Borys Michał Szyc-Michalak (; born Borys Michalak; 4 September 1978) is a Polish film and theatre actor and musician.

Life and career
He was born in Łódź, Poland. He graduated from High School No. 26 in Łódź. In 2001, he graduated from Warsaw-based Aleksander Zelwerowicz State Theatre Academy and started a successful film and theatre career. Since 2001, he has performed at Teatr Współczesny in Warsaw. In 2007, he was awarded the Wiktor, the prize of the public Polish Television (TVP), for the best Polish TV actor.

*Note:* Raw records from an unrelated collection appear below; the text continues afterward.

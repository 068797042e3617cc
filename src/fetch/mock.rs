// src/fetch/mock.rs
// =============================================================================
// A fake fetcher for tests: serves canned responses from a map and counts how
// many times each URL was requested. URLs without a route behave like a host
// that refuses connections.
// =============================================================================

use super::{Fetch, FetchResponse};
use crate::crawl::ShutdownTrigger;
use anyhow::{anyhow, Result};
use async_trait::async_trait;
use bytes::Bytes;
use futures::stream::{self, StreamExt};
use std::collections::HashMap;
use std::sync::Mutex;
use url::Url;

#[derive(Clone)]
enum Route {
    Respond {
        status: u16,
        content_type: Option<String>,
        body: Vec<u8>,
    },
    Fail(String),
    /// Never answers, like a server that accepted the connection and went quiet
    Hang,
    /// Answers 200, sends one chunk of the body, then goes quiet
    Stall {
        content_type: String,
        first_chunk: Vec<u8>,
    },
}

#[derive(Default)]
pub struct MockFetcher {
    routes: HashMap<String, Route>,
    hits: Mutex<HashMap<String, usize>>,
    triggers: HashMap<String, ShutdownTrigger>,
}

impl MockFetcher {
    pub fn new() -> Self {
        Self::default()
    }

    pub fn respond(mut self, url: &str, status: u16, content_type: Option<&str>, body: &[u8]) -> Self {
        self.routes.insert(
            key(url),
            Route::Respond {
                status,
                content_type: content_type.map(str::to_string),
                body: body.to_vec(),
            },
        );
        self
    }

    pub fn page(self, url: &str, html: &str) -> Self {
        self.respond(url, 200, Some("text/html; charset=utf-8"), html.as_bytes())
    }

    pub fn css(self, url: &str, css: &str) -> Self {
        self.respond(url, 200, Some("text/css"), css.as_bytes())
    }

    pub fn image(self, url: &str, content_type: &str, bytes: &[u8]) -> Self {
        self.respond(url, 200, Some(content_type), bytes)
    }

    pub fn fail(mut self, url: &str, reason: &str) -> Self {
        self.routes.insert(key(url), Route::Fail(reason.to_string()));
        self
    }

    pub fn hang(mut self, url: &str) -> Self {
        self.routes.insert(key(url), Route::Hang);
        self
    }

    pub fn stall_after_first_chunk(mut self, url: &str, content_type: &str, first_chunk: &[u8]) -> Self {
        self.routes.insert(
            key(url),
            Route::Stall {
                content_type: content_type.to_string(),
                first_chunk: first_chunk.to_vec(),
            },
        );
        self
    }

    /// Fires `trigger` whenever `url` is requested, before answering.
    pub fn stop_when_requested(mut self, url: &str, trigger: ShutdownTrigger) -> Self {
        self.triggers.insert(key(url), trigger);
        self
    }

    /// How many times `url` was requested.
    pub fn hits(&self, url: &str) -> usize {
        let hits = self.hits.lock().unwrap();
        hits.get(&key(url)).copied().unwrap_or(0)
    }
}

// Normalises through Url so "https://a.test" and "https://a.test/" are the same route
fn key(url: &str) -> String {
    Url::parse(url).map(|u| u.to_string()).unwrap_or_else(|_| url.to_string())
}

#[async_trait]
impl Fetch for MockFetcher {
    async fn get(&self, url: &Url) -> Result<FetchResponse> {
        *self.hits.lock().unwrap().entry(url.to_string()).or_default() += 1;
        if let Some(trigger) = self.triggers.get(url.as_str()) {
            trigger.trigger();
        }

        match self.routes.get(url.as_str()).cloned() {
            Some(Route::Respond { status, content_type, body }) => Ok(FetchResponse {
                status,
                content_type,
                body: stream::once(async move { Ok(Bytes::from(body)) }).boxed(),
            }),
            Some(Route::Fail(reason)) => Err(anyhow!(reason)),
            Some(Route::Hang) => std::future::pending().await,
            Some(Route::Stall { content_type, first_chunk }) => Ok(FetchResponse {
                status: 200,
                content_type: Some(content_type),
                body: stream::once(async move { Ok(Bytes::from(first_chunk)) })
                    .chain(stream::pending())
                    .boxed(),
            }),
            None => Err(anyhow!("Connection refused: {}", url)),
        }
    }
}
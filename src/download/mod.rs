// src/download/mod.rs
// =============================================================================
// This module saves images to disk.
//
// For every candidate image URL:
// 1. Skip it if we already saved it (no network request at all)
// 2. Skip it if robots.txt says no
// 3. GET it and make sure the server calls it an image/* (HTML error pages
//    and tracking scripts often hide behind image-looking URLs)
// 4. Pick a file name, never overwriting an existing file
// 5. Stream the body to disk
//
// Nothing in here returns an error to the caller: every failure is logged
// and reported as `false`, so one bad image never stops the crawl.
// =============================================================================

mod filename;

use crate::config::CrawlConfig;
use crate::crawl::Shutdown;
use crate::fetch::{BodyStream, Fetch};
use crate::robots::RobotsPolicy;
use anyhow::{Context, Result};
use futures::StreamExt;
use std::collections::HashSet;
use std::io::ErrorKind;
use std::path::{Path, PathBuf};
use std::sync::Arc;
use tokio::fs::{File, OpenOptions};
use tokio::io::AsyncWriteExt;
use tracing::{error, info, warn};
use url::Url;

pub struct Downloader {
    fetcher: Arc<dyn Fetch>,
    policy: Arc<RobotsPolicy>,
    config: Arc<CrawlConfig>,
    /// Image URLs already saved during this run
    downloaded: HashSet<String>,
}

// How a single download attempt ended, short of an error
enum Outcome {
    /// Written to `path`, `bytes` long
    Saved { path: PathBuf, bytes: u64 },
    /// The server sent something that isn't an image
    NotAnImage,
    /// A stop was requested while the request or the write was in flight
    Interrupted,
}

impl Downloader {
    pub fn new(fetcher: Arc<dyn Fetch>, policy: Arc<RobotsPolicy>, config: Arc<CrawlConfig>) -> Self {
        Self {
            fetcher,
            policy,
            config,
            downloaded: HashSet::new(),
        }
    }

    /// Number of distinct image URLs saved so far.
    pub fn downloaded_count(&self) -> usize {
        self.downloaded.len()
    }

    /// Downloads one image. Returns true if it's on disk (now or from before).
    ///
    /// A stop request cancels the request or the write in progress; the
    /// half-written file is removed and false is returned.
    pub async fn download(&mut self, image_url: &Url, shutdown: &Shutdown) -> bool {
        if self.downloaded.contains(image_url.as_str()) {
            return true;
        }

        if !self.policy.is_allowed(image_url) {
            info!("Skipping {} - blocked by robots.txt", image_url);
            return false;
        }

        match self.fetch_and_save(image_url, shutdown).await {
            Ok(Outcome::Saved { path, bytes }) => {
                let name = path
                    .file_name()
                    .map(|n| n.to_string_lossy().into_owned())
                    .unwrap_or_default();
                info!("Downloaded: {} ({} bytes)", name, bytes);
                self.downloaded.insert(image_url.to_string());
                true
            }
            Ok(Outcome::NotAnImage) => false,
            Ok(Outcome::Interrupted) => {
                warn!("Stopped downloading {} - interrupted", image_url);
                false
            }
            Err(e) => {
                error!("Failed to download {}: {:#}", image_url, e);
                false
            }
        }
    }

    async fn fetch_and_save(&self, image_url: &Url, shutdown: &Shutdown) -> Result<Outcome> {
        let response = match shutdown.unless_requested(self.fetcher.get(image_url)).await {
            Some(response) => response?.error_for_status()?,
            None => return Ok(Outcome::Interrupted),
        };

        if !response.is_image() {
            info!(
                "Skipping {} - not an image (content-type: {})",
                image_url,
                response.content_type.as_deref().unwrap_or("none")
            );
            return Ok(Outcome::NotAnImage);
        }

        let content_type = response.content_type.clone().unwrap_or_default();
        let name = filename::filename_for(image_url, &content_type, &self.config);
        let (path, file) = create_unique(&self.config.download_dir, &name).await?;

        // Don't leave half an image behind, whether the write failed or was cancelled
        match shutdown.unless_requested(write_body(file, response.body)).await {
            Some(Ok(bytes)) => Ok(Outcome::Saved { path, bytes }),
            Some(Err(e)) => {
                let _ = tokio::fs::remove_file(&path).await;
                Err(e.context(format!("Failed to save {}", path.display())))
            }
            None => {
                let _ = tokio::fs::remove_file(&path).await;
                Ok(Outcome::Interrupted)
            }
        }
    }
}

// Creates `dir/name`, or name_1, name_2, ... if taken. create_new makes the
// existence check and the creation one atomic step, so nothing is overwritten.
async fn create_unique(dir: &Path, name: &str) -> Result<(PathBuf, File)> {
    let mut counter = 0;
    loop {
        let candidate = if counter == 0 {
            name.to_string()
        } else {
            filename::numbered(name, counter)
        };
        let path = dir.join(candidate);

        match OpenOptions::new().write(true).create_new(true).open(&path).await {
            Ok(file) => return Ok((path, file)),
            Err(e) if e.kind() == ErrorKind::AlreadyExists => counter += 1,
            Err(e) => {
                return Err(e).with_context(|| format!("Failed to create {}", path.display()));
            }
        }
    }
}

async fn write_body(mut file: File, mut body: BodyStream) -> Result<u64> {
    let mut total = 0u64;

    while let Some(chunk) = body.next().await {
        let chunk = chunk.context("Failed to read chunk")?;
        file.write_all(&chunk).await.context("Failed to write chunk")?;
        total += chunk.len() as u64;
    }

    file.flush().await.context("Failed to flush file")?;
    Ok(total)
}

// -----------------------------------------------------------------------------
// BEGINNER NOTES:
//
// 1. What does create_new(true) do?
//    - Opens the file only if it doesn't exist yet, otherwise fails
//    - The OS does the check and the creation in one step
//    - So two writers can never end up with the same file
//
// 2. Why stream the body instead of reading it all?
//    - Images can be large; a stream hands us one chunk at a time
//    - Each chunk is written and dropped, so memory stays flat
//    - `while let Some(chunk) = body.next().await` reads until the end
//
// 3. What happens to a cancelled write?
//    - unless_requested drops the write_body future mid-way
//    - Dropping a future just stops it; there's no exception to catch
//    - The file is closed when it's dropped, then we remove it
//
// 4. Why `let _ = tokio::fs::remove_file(...)`?
//    - Cleanup is best effort: the real error is already being reported
//    - `let _ =` says "I know this returns a Result and I'm ignoring it"
// -----------------------------------------------------------------------------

He achieved nationwide popularity by starring in such films as Vinci (2004), Testosteron (2007), Mole (2011), The Secret of Westerplatte (2013), Persona Non Grata (2015), Spoor (2017) and Cold War (2018). Apart from his film career he appeared in numerous popular TV series including For Better or Worse, Honey Years, Foster Family, Kasia i Tomek and Niania.

In 2008 he recorded a single "Choć wieje, pada, grzmi" with Justyna Steczkowska. In November the same year he recorded his debut studio album Feelin' Good released by EMI Music Poland with guest appearances by Ewa Bem, Kasia Cerekwicka, Marysia Starosta and Justyna Steczkowska.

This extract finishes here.